66. «And still he had beste successe in his affayres that had beste skill to playe the foxe, but all the skill is to cover and coollour this craft well, <...> for men generallie are soe simple, and soe much geeven to their present affairs, that a deceaver that can cunninglie conterfeite his purpose, shall never wante subiectes on whom he may practise his skill» (Cap. 18, 76).
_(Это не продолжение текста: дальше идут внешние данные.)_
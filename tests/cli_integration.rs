//! Integration tests for the `della` CLI.
//!
//! Each test creates a temp directory, runs `della` as a subprocess, and
//! verifies stdout and/or file contents.

use std::fs;
use std::io::Write;
use std::path::{Path, PathBuf};
use std::process::{Command, Stdio};

/// Path to the built `della` binary.
fn della_bin() -> PathBuf {
    PathBuf::from(env!("CARGO_BIN_EXE_della"))
}

/// Create a config and a small tasks file in the given directory.
fn create_test_tasks(root: &Path) {
    fs::write(root.join("della.toml"), "[tasks]\nfile = \"tasks.toml\"\n").unwrap();
    fs::write(
        root.join("tasks.toml"),
        r#"content = "Home"
due_date = ""

[[subnodes]]
content = "Kitchen"
due_date = ""

[[subnodes.subnodes]]
content = "Buy milk"
due_date = "2024-01-01"
unique_id = "MILK"

[[subnodes]]
content = "Garden"
due_date = ""
"#,
    )
    .unwrap();
}

fn run_della(dir: &Path, args: &[&str]) -> (String, String, bool) {
    let output = Command::new(della_bin())
        .args(args)
        .current_dir(dir)
        .env_remove("DELLA_LOG")
        .output()
        .expect("failed to run della");

    let stdout = String::from_utf8_lossy(&output.stdout).to_string();
    let stderr = String::from_utf8_lossy(&output.stderr).to_string();
    (stdout, stderr, output.status.success())
}

/// Run `della` expecting success, return stdout.
fn run_della_ok(dir: &Path, args: &[&str]) -> String {
    let (stdout, stderr, success) = run_della(dir, args);
    if !success {
        panic!(
            "della {:?} failed:\nstdout: {}\nstderr: {}",
            args, stdout, stderr
        );
    }
    stdout
}

/// Run `della` expecting failure, return stderr.
fn run_della_err(dir: &Path, args: &[&str]) -> String {
    let (stdout, stderr, success) = run_della(dir, args);
    if success {
        panic!("della {:?} unexpectedly succeeded:\nstdout: {}", args, stdout);
    }
    stderr
}

// ---------------------------------------------------------------------------
// Read command tests
// ---------------------------------------------------------------------------

#[test]
fn test_show_tree() {
    let tmp = tempfile::TempDir::new().unwrap();
    create_test_tasks(tmp.path());

    let out = run_della_ok(tmp.path(), &["show"]);
    assert_eq!(
        out,
        "Home\n  Kitchen (kitchen)\n    Buy milk [2024-01-01] (MILK)\n  Garden (garden)\n"
    );
}

#[test]
fn test_show_json_subtree() {
    let tmp = tempfile::TempDir::new().unwrap();
    create_test_tasks(tmp.path());

    let out = run_della_ok(tmp.path(), &["show", "kitchen", "--json"]);
    let value: serde_json::Value = serde_json::from_str(&out).unwrap();
    assert_eq!(value["content"], "Kitchen");
    assert_eq!(value["subnodes"][0]["due_date"], "2024-01-01");
}

#[test]
fn test_path() {
    let tmp = tempfile::TempDir::new().unwrap();
    create_test_tasks(tmp.path());

    let out = run_della_ok(tmp.path(), &["path", "kitchen/MILK"]);
    assert_eq!(out, "Home/Kitchen/Buy milk\n");
}

#[test]
fn test_missing_file() {
    let tmp = tempfile::TempDir::new().unwrap();
    let err = run_della_err(tmp.path(), &["show"]);
    assert!(err.contains("tasks file not found"));
}

#[test]
fn test_config_found_from_subdirectory() {
    let tmp = tempfile::TempDir::new().unwrap();
    create_test_tasks(tmp.path());
    let sub = tmp.path().join("deep/er");
    fs::create_dir_all(&sub).unwrap();

    let out = run_della_ok(&sub, &["path", "garden"]);
    assert_eq!(out, "Home/Garden\n");
}

// ---------------------------------------------------------------------------
// Completion
// ---------------------------------------------------------------------------

#[test]
fn test_complete() {
    let tmp = tempfile::TempDir::new().unwrap();
    create_test_tasks(tmp.path());

    assert_eq!(run_della_ok(tmp.path(), &["complete", ""]), "kitchen\ngarden\n");
    assert_eq!(run_della_ok(tmp.path(), &["complete", "#ga"]), "garden\n");
    assert_eq!(run_della_ok(tmp.path(), &["complete", "kitchen/"]), "MILK\n");
    assert_eq!(
        run_della_ok(tmp.path(), &["complete", "", "--base", "garden"]),
        ""
    );
}

#[test]
fn test_complete_json() {
    let tmp = tempfile::TempDir::new().unwrap();
    create_test_tasks(tmp.path());

    let out = run_della_ok(tmp.path(), &["--json", "complete", "ki", "--all"]);
    let value: serde_json::Value = serde_json::from_str(&out).unwrap();
    assert_eq!(value["fallback"], false);
    assert_eq!(value["fragment"], "ki");
    assert_eq!(value["candidates"], serde_json::json!(["kitchen", "garden"]));

    let out = run_della_ok(tmp.path(), &["--json", "complete", "a#b"]);
    let value: serde_json::Value = serde_json::from_str(&out).unwrap();
    assert_eq!(value["fallback"], true);
}

// ---------------------------------------------------------------------------
// Write command tests
// ---------------------------------------------------------------------------

#[test]
fn test_init() {
    let tmp = tempfile::TempDir::new().unwrap();
    let out = run_della_ok(tmp.path(), &["init", "Home"]);
    assert!(out.contains("Initialized"));
    assert!(tmp.path().join("della.toml").exists());
    assert_eq!(run_della_ok(tmp.path(), &["show"]), "Home\n");

    let err = run_della_err(tmp.path(), &["init", "Again"]);
    assert!(err.contains("already exists"));
    run_della_ok(tmp.path(), &["init", "Again", "--force"]);
    assert_eq!(run_della_ok(tmp.path(), &["show"]), "Again\n");
}

#[test]
fn test_add_and_date() {
    let tmp = tempfile::TempDir::new().unwrap();
    create_test_tasks(tmp.path());

    let out = run_della_ok(
        tmp.path(),
        &["add", "garden", "Plant tomatoes", "--due", "2025-05-01", "--id", "TOM"],
    );
    assert_eq!(out, "garden/TOM\n");

    run_della_ok(tmp.path(), &["date", "garden/TOM", "none"]);
    run_della_ok(tmp.path(), &["title", "garden/TOM", "Plant beans"]);
    let out = run_della_ok(tmp.path(), &["show", "garden"]);
    assert_eq!(out, "Garden (garden)\n  Plant beans (TOM)\n");

    let written = fs::read_to_string(tmp.path().join("tasks.toml")).unwrap();
    assert!(written.contains("parent = \"Garden\""));
    assert!(written.contains("unique_id = \"TOM\""));
}

#[test]
fn test_add_duplicate_id_fails() {
    let tmp = tempfile::TempDir::new().unwrap();
    create_test_tasks(tmp.path());
    let before = fs::read_to_string(tmp.path().join("tasks.toml")).unwrap();

    let err = run_della_err(tmp.path(), &["add", "/", "More milk", "--id", "MILK"]);
    assert!(err.contains("duplicate unique id: MILK"));
    let after = fs::read_to_string(tmp.path().join("tasks.toml")).unwrap();
    assert_eq!(before, after);
}

#[test]
fn test_add_rejects_path_syntax_in_id() {
    let tmp = tempfile::TempDir::new().unwrap();
    create_test_tasks(tmp.path());

    let err = run_della_err(tmp.path(), &["add", "/", "Shed", "--id", "a/b"]);
    assert!(err.contains("invalid unique id"));
    let err = run_della_err(tmp.path(), &["id", "garden", ".."]);
    assert!(err.contains("invalid unique id"));
}

#[test]
fn test_clashing_titles_stay_addressable() {
    let tmp = tempfile::TempDir::new().unwrap();
    create_test_tasks(tmp.path());

    run_della_ok(tmp.path(), &["add", "/", "  garden  "]);
    assert_eq!(run_della_ok(tmp.path(), &["complete", "gar"]), "garden\ngarden~2\n");
    run_della_ok(tmp.path(), &["date", "garden~2", "2025-01-01"]);
    let out = run_della_ok(tmp.path(), &["show", "garden~2"]);
    assert_eq!(out, "garden [2025-01-01] (garden~2)\n");
}

#[test]
fn test_mv() {
    let tmp = tempfile::TempDir::new().unwrap();
    create_test_tasks(tmp.path());

    let out = run_della_ok(tmp.path(), &["mv", "kitchen/MILK", "garden"]);
    assert_eq!(out, "Home/Garden/Buy milk\n");

    let err = run_della_err(tmp.path(), &["mv", "garden/MILK", "garden"]);
    assert!(err.contains("already a subnode"));

    let err = run_della_err(tmp.path(), &["mv", "garden", "garden/MILK"]);
    assert!(err.contains("descendant"));
}

#[test]
fn test_rm_logs_recovery() {
    let tmp = tempfile::TempDir::new().unwrap();
    create_test_tasks(tmp.path());

    let out = run_della_ok(tmp.path(), &["rm", "kitchen"]);
    assert_eq!(out, "removed Home/Kitchen\n");
    assert_eq!(run_della_ok(tmp.path(), &["show"]), "Home\n  Garden (garden)\n");

    let log = run_della_ok(tmp.path(), &["recovery"]);
    assert!(log.contains("Home/Kitchen detached"));
    assert!(log.contains("Buy milk"));

    let err = run_della_err(tmp.path(), &["rm", "/"]);
    assert!(err.contains("no parent"));
}

#[test]
fn test_shell_session() {
    let tmp = tempfile::TempDir::new().unwrap();
    create_test_tasks(tmp.path());

    let mut child = Command::new(della_bin())
        .arg("shell")
        .current_dir(tmp.path())
        .stdin(Stdio::piped())
        .stdout(Stdio::piped())
        .spawn()
        .unwrap();
    child
        .stdin
        .take()
        .unwrap()
        .write_all(b"cd garden\nadd \"Mow the lawn\"\npwd\nquit\n")
        .unwrap();
    let output = child.wait_with_output().unwrap();
    assert!(output.status.success());

    let stdout = String::from_utf8_lossy(&output.stdout);
    assert!(stdout.contains("Home/Garden/Mow the lawn"));
    assert!(stdout.contains("saved"));

    let out = run_della_ok(tmp.path(), &["path", "garden/mow-the-lawn"]);
    assert_eq!(out, "Home/Garden/Mow the lawn\n");
}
67. В этой связи, выскажу одно сомнение в правоте Л. Пинского, который в своей удивительно проницательной книге называет главного шекспировского «макьявеля» Ричарда III «шутом высокого (исторического) плана» хроник (Пинский Л. Шекспир. Основные начала драматургии. М., 1971. С. 60—61, 532). Думаю, что у Шекспира нет и не может быть шутов-макиавеллистов, и Ричард III здесь не исключение. Шут и Порок (The Vice) — два разных и абсолютно самостоятельных амплуа в средневековой народной драме, и Ричард, безусловно, восходит именно к этому второму амплуа. Сказанное, тем не менее, не умаляет изобретательности режиссера Ю. Любимова, который саму историческую закономерность «смутного времени» облек в очень уместную (в конкретном контексте его «Хроник») метафору превращения Шута в короля-деспота.

68. Примечательно, что данное высказывание Гамлета (с образом «взрыва») дважды эхом отзовется в формулировке намерения Клавдия избавиться от принца: «I will work him to an exploit, now ripe in my device», «this project should have a back or second, that might hold, if this should blast in proof» (IV, 7). Похожих повторов в трагедии много, возможно, поэтика повторов может быть названа одной из стилистических доминант пьесы. Однако рамки этой работы не позволяют подробно анализировать значение повторов и перекличек в «Гамлете». Приведу лишь еще один пример, который может иметь отношение к тексту «Государя» — это образ «лучника и стрел», последовательно возникающий в речи Короля и Гамлета: «...и, слишком легкие в столь шумном ветре, вернутся к луку пущенные стрелы, не долетев туда, куда я метил» (IV, 7); «пусть буду я прощен великодушно за то, что я стрелу пустил над кровлей (o'er the house) и ранил брата» (V, 2). Ср. у Макиавелли: «Надо уподобиться опытным стрелкам, которые, если видят, что мишень слишком удалена, берут гораздо выше, но не для того, чтобы стрела ушла вверх, а для того, чтобы, зная силу лука, с помощью высокого прицела, попасть в отдаленную цель» (гл. 6, 60). «...followinge the example of cunninge Archers, whoe intendinge to shoette att a marke that is beyonde their reache knowinge the strength of their bowe, & howe farr it will carrye, doe take a higher compasse then otherwise woulde serve, not that they meane... to overshoote the marke, but knowinge the weakenes of their bowe make shewe to shoote over, that att the least they may shoote home» (Cap. 6, 20—21).

69.

Судьба и воля в нас всегда с собою в ссоре,
Все замыслы уничтожает жребий;
Мы думаем, а исполняет он.
      (Перевод А. Кронеберга).

70. «...by these (wicked) meanes a man may obteigne a kingdome, but never attaine to glorie» (Cap. 8, 36).

71. Напомним, что у Макиавелли именно в 18 главе происходит аналогичный перенос значения с «государя» на всякого «человека действующего».